WORK TO BE COMPLETED =
Show all lines from the records below in which the string "Deserialize" is present.

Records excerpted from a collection

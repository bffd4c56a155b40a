use chrono::{DateTime, Utc};
use serde::{Deserialize, Serialize};

use crate::models::{project_user::Membership, user::User};

#[derive(Deserialize)]
#[serde(rename_all = "camelCase")]
pub struct AssignUserRequest {
    pub user_id: i64,
}

// Element of a project's `projectUsers` list
#[derive(Debug, Serialize)]
#[serde(rename_all = "camelCase")]
pub struct ProjectUserResponse {
    pub id: i64,
    pub user: User,
    pub assigned_at: DateTime<Utc>,
}

impl From<Membership> for ProjectUserResponse {
    fn from(membership: Membership) -> Self {
        ProjectUserResponse {
            id: membership.id,
            user: User {
                id: membership.user_id,
                username: membership.username,
            },
            assigned_at: membership.assigned_at,
        }
    }
}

SOLUTION =
use serde::{Deserialize, Serialize};
#[derive(Deserialize)]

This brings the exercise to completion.